Nukaya H, Iwami T, Ishida H, Tsuji K, Suwa Y, Wakabayashi K, Nagao M, Sugimura T, Kosuge T
School of Pharmaceutical Science, University of Shizuoka, Japan.
Mutat Res. 1990 Dec;245(4):251-7. doi: 10.1016/0165-7992(90)90154-c.

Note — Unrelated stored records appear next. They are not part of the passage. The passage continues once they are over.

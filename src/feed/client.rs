use anyhow::{anyhow, bail, Result};
use async_trait::async_trait;
use reqwest::Client;
use std::time::Duration;
use url::Url;

use super::{FeedPayload, FeedStatusError, RaceFeed};

/// Next-to-go endpoint over HTTP
pub struct HttpFeed {
    client: Client,
    endpoint: Url,
}

impl HttpFeed {
    pub fn new(endpoint: &str, timeout_secs: u64) -> Result<Self> {
        let endpoint = parse_endpoint(endpoint)?;
        let client = Client::builder()
            .timeout(Duration::from_secs(timeout_secs))
            .build()?;
        Ok(Self { client, endpoint })
    }

    pub fn endpoint(&self) -> &Url {
        &self.endpoint
    }
}

/// Accept only absolute http(s) URLs
pub fn parse_endpoint(raw: &str) -> Result<Url> {
    let url = Url::parse(raw).map_err(|e| anyhow!("invalid feed url {}: {}", raw, e))?;
    match url.scheme() {
        "http" | "https" => Ok(url),
        other => bail!("unsupported feed url scheme: {}", other),
    }
}

#[async_trait]
impl RaceFeed for HttpFeed {
    async fn fetch(&self) -> Result<FeedPayload> {
        let resp = self.client.get(self.endpoint.clone()).send().await?;
        let http_status = resp.status();
        if !http_status.is_success() {
            return Err(FeedStatusError::Http {
                status: http_status.as_u16(),
            }
            .into());
        }

        let payload: FeedPayload = resp.json().await?;
        if !payload.is_success() {
            return Err(FeedStatusError::Payload {
                status: payload.status,
                message: payload.message,
            }
            .into());
        }
        Ok(payload)
    }
}
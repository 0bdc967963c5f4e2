//! Expiry sweep over the retained set.
//!
//! The rule is applied exactly as the board has always applied it: a race
//! survives only while `advertised_start - now >= hide_delay_secs`. This
//! evicts races that are about to start, not races that started a while
//! ago. Kept as-is pending a product decision; see DESIGN.md.

use super::state::{RaceRecord, Timestamp};

/// True when the race should stay on the board at `now`.
pub fn is_retained(race: &RaceRecord, now: Timestamp, hide_delay_secs: i64) -> bool {
    race.advertised_start.saturating_sub(now) >= hide_delay_secs
}

/// Drop every record failing the hide-delay threshold; order is preserved.
pub fn sweep(retained: &[RaceRecord], now: Timestamp, hide_delay_secs: i64) -> Vec<RaceRecord> {
    retained
        .iter()
        .filter(|r| is_retained(r, now, hide_delay_secs))
        .cloned()
        .collect()
}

Coffee shows direct-acting mutagenicity in Salmonella typhimurium TA100 and most of this mutagenicity is due to the synergistic effects of methylglyoxal and hydrogen peroxide. The modifications of deoxyribonucleosides by methylglyoxal plus hydrogen peroxide were studied in vitro. When 2'-deoxyguanosine (6.25 mumole) was treated with methylglyoxal (125 mumole) and hydrogen peroxide (125 mumole) in 5 ml of 0.1 M phosphate buffer (pH 7.4) at 37 degrees C for 3 h, N2-acetyl-2'-deoxyguanosine was formed with a yield of 1.1%. Its formation increased time-dependently. By contrast, no appreciable modification of other deoxynucleosides was detected after their incubation with methylglyoxal and hydrogen peroxide under similar conditions. N2-Acetyl-2'-deoxyguanosine was also formed during incubation of 2'-deoxyguanosine with instant coffee.
咖啡在鼠伤寒沙门氏菌TA100中表现出直接致突变性,且这种致突变性大多归因于甲基乙二醛和过氧化氢的协同作用。体外研究了甲基乙二醛加过氧化氢对脱氧核糖核苷的修饰作用。当2'-脱氧鸟苷(6.25微摩尔)在5毫升0.1M磷酸盐缓冲液(pH 7.4)中,于37℃下与甲基乙二醛(125微摩尔)和过氧化氢(125微摩尔)反应3小时时,会形成N2-乙酰基-2'-脱氧鸟苷,产率为1.1%。其形成呈时间依赖性增加。相比之下,在类似条件下将其他脱氧核苷与甲基乙二醛和过氧化氢一起孵育后,未检测到明显的修饰。在2'-脱氧鸟苷与速溶咖啡孵育过程中也会形成N2-乙酰基-2'-脱氧鸟苷。